Souvent, la nuit, le seigneur Rachid montait au sommet des montagnes voisines, et laissant son cheval à son écuyer, il se tenait dans la solitude. Une nuit, l’écuyer s’enhardit jusqu’à s’approcher, et voici qu’il vit un oiseau vert aux grandes ailes qui causait avec le seigneur. Un peu avant l’aube, l’oiseau s’étant envolé, le seigneur se leva et rejoignit son cheval. L’écuyer osa alors l’interroger sur cet oiseau vert. « C’est, répondit Rachid, le seigneur Hasan Aladhikrihis-Salâm, le Grand-Maître de Perse, qui vient me demander assistance. »

Ces anecdotes sont relatées par Abou-Feras. Elles donnent une idée de l’absolue possession que Rachid avait prise de ces pauvres esprits.

Les Qadmousiens me racontèrent d’autres histoires. Je crains de les dénaturer. En 1914 nous n’avions pas, pour ces conversations, les facilités qu’apportent aujourd’hui les excellents interprètes de l’armée.

Des montagnes voisines se détachent, çà et là, plusieurs pitons ; l’Émir m’indique l’un d’eux, tout près de nous, au Nord, qui porte, me dit-il, le tombeau de Mollah-Hasan, le fils de Rachid-eddin Sinan.

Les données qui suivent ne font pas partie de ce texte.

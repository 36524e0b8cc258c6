use log::{debug, info, warn};

use sabayon_api::{
    config::InstallConfig,
    constants::{
        ASIAN_FONTS_PACKAGES, ASIAN_LANGUAGES, FIREWALL_PACKAGE, INSTALLER_CLEANUP_PACKAGES,
        LANGUAGE_PACK_FAMILIES, REPO_NAME,
    },
    error::InstallerError,
};

use crate::{
    engine::{EngineContext, Subsystem},
    entropy::{EntropyProgress, PackageManager},
};

/// Package changes needing a configured target: mirrors, language support,
/// extra software and removal of the installer itself.
#[derive(Default)]
pub struct PackagesSubsystem;
impl Subsystem for PackagesSubsystem {
    fn name(&self) -> &'static str {
        "packages"
    }

    #[tracing::instrument(name = "packages_post_install", skip_all)]
    fn post_install(&mut self, ctx: &EngineContext) -> Result<(), InstallerError> {
        let options = &ctx.config.packages;
        let mut installer = PackageInstaller::new(ctx.packages.as_ref());

        if options.reorder_mirrors {
            ctx.progress
                .set_text("Reordering Entropy mirrors: can take some time...");
            if let Err(e) = ctx.packages.reorder_mirrors(REPO_NAME) {
                warn!("Mirror reordering failure: {e:?}");
            }
        }

        let wanted = wanted_packages(&ctx.config);
        if !wanted.is_empty() {
            ctx.progress.set_text("Installing additional packages");
            installer.maybe_install(&wanted, ctx);
        }

        if options.cleanup {
            ctx.progress.set_text("Removing installer packages");
            cleanup_packages(ctx.packages.as_ref());
        }
        Ok(())
    }
}

/// Language packs of the configured language. Each family has a pack for the
/// full locale (`pt_BR`) or for the language alone (`pt`), in that order of
/// preference.
fn language_packs(config: &InstallConfig) -> Vec<Vec<String>> {
    let code = config.language_code();
    if code.is_empty() || code == "en" || code == "C" || code == "POSIX" {
        return Vec::new();
    }
    let locale = config.locale();
    LANGUAGE_PACK_FAMILIES
        .iter()
        .map(|family| {
            let mut alternatives = vec![format!("{family}-{locale}")];
            if locale != code {
                alternatives.push(format!("{family}-{code}"));
            }
            alternatives
        })
        .collect()
}

/// Packages the configuration asks for, in installation order. Each entry
/// lists alternatives, the first one available is installed.
fn wanted_packages(config: &InstallConfig) -> Vec<Vec<String>> {
    let options = &config.packages;
    let mut wanted = Vec::new();

    if options.install_language_packs {
        wanted.extend(language_packs(config));
    }
    if ASIAN_LANGUAGES.contains(&config.language_code()) {
        wanted.extend(ASIAN_FONTS_PACKAGES.iter().map(|p| vec![p.to_string()]));
    }
    if options.firewall {
        wanted.push(vec![FIREWALL_PACKAGE.to_string()]);
    }
    wanted.extend(options.extra.iter().map(|p| vec![p.clone()]));

    let mut seen = std::collections::HashSet::new();
    wanted.retain(|alternatives| seen.insert(alternatives.clone()));
    wanted
}

/// Installs packages missing from the target, synchronizing the repositories
/// first. Repositories are synchronized at most once.
struct PackageInstaller<'a> {
    packages: &'a dyn PackageManager,
    synced: Option<bool>,
}

impl<'a> PackageInstaller<'a> {
    fn new(packages: &'a dyn PackageManager) -> Self {
        Self {
            packages,
            synced: None,
        }
    }

    fn sync(&mut self) -> bool {
        let packages = self.packages;
        *self.synced.get_or_insert_with(|| {
            info!("Synchronizing Entropy repositories");
            match packages.sync_repositories() {
                Ok(()) => true,
                Err(e) => {
                    warn!("Cannot download repositories: {e:?}");
                    false
                }
            }
        })
    }

    fn is_installed(&self, package: &str) -> bool {
        self.packages.is_installed(package).unwrap_or_else(|e| {
            warn!("Failed to look up '{package}': {e:?}");
            false
        })
    }

    fn maybe_install(&mut self, wanted: &[Vec<String>], ctx: &EngineContext) {
        let missing: Vec<&Vec<String>> = wanted
            .iter()
            .filter(|alternatives| !alternatives.iter().any(|p| self.is_installed(p)))
            .collect();
        if missing.is_empty() {
            debug!("All wanted packages already installed");
            return;
        }
        if !self.sync() {
            return;
        }

        let mut progress =
            EntropyProgress::new("Installing package", missing.len()).with_progress(&ctx.progress);
        for alternatives in missing {
            progress.step(&alternatives.join(" | "));
            let installed = alternatives.iter().any(|package| {
                match self.packages.install(&[package.clone()]) {
                    Ok(()) => true,
                    Err(e) => {
                        debug!("Cannot install '{package}': {e:?}");
                        false
                    }
                }
            });
            if !installed {
                warn!("Failed to install '{}'", alternatives.join("' or '"));
            }
        }
    }
}

fn cleanup_packages(packages: &dyn PackageManager) {
    for package in INSTALLER_CLEANUP_PACKAGES {
        match packages.is_installed(package) {
            Ok(true) => {
                info!("Removing installer package '{package}'");
                if let Err(e) = packages.remove(&[package.to_string()]) {
                    warn!("Failed to remove '{package}': {e:?}");
                }
            }
            Ok(false) => {}
            Err(e) => warn!("Failed to look up '{package}': {e:?}"),
        }
    }
}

Il domine le pays, et je vois avec plaisir que j’ai passé ma nuit dans une dépression, entre la forteresse et ce tombeau du fils de l’homme que j’admire.

Les hauts lieux dont ce pays est semé, m’explique encore l’Émir, s’appellent Mazar. Un certain nombre d’entre eux sont nommés Gharbi, ce qui veut dire occidental, et renferment des restes d’Européens, de chefs croisés, ou bien encore on y voit des inscriptions romaines.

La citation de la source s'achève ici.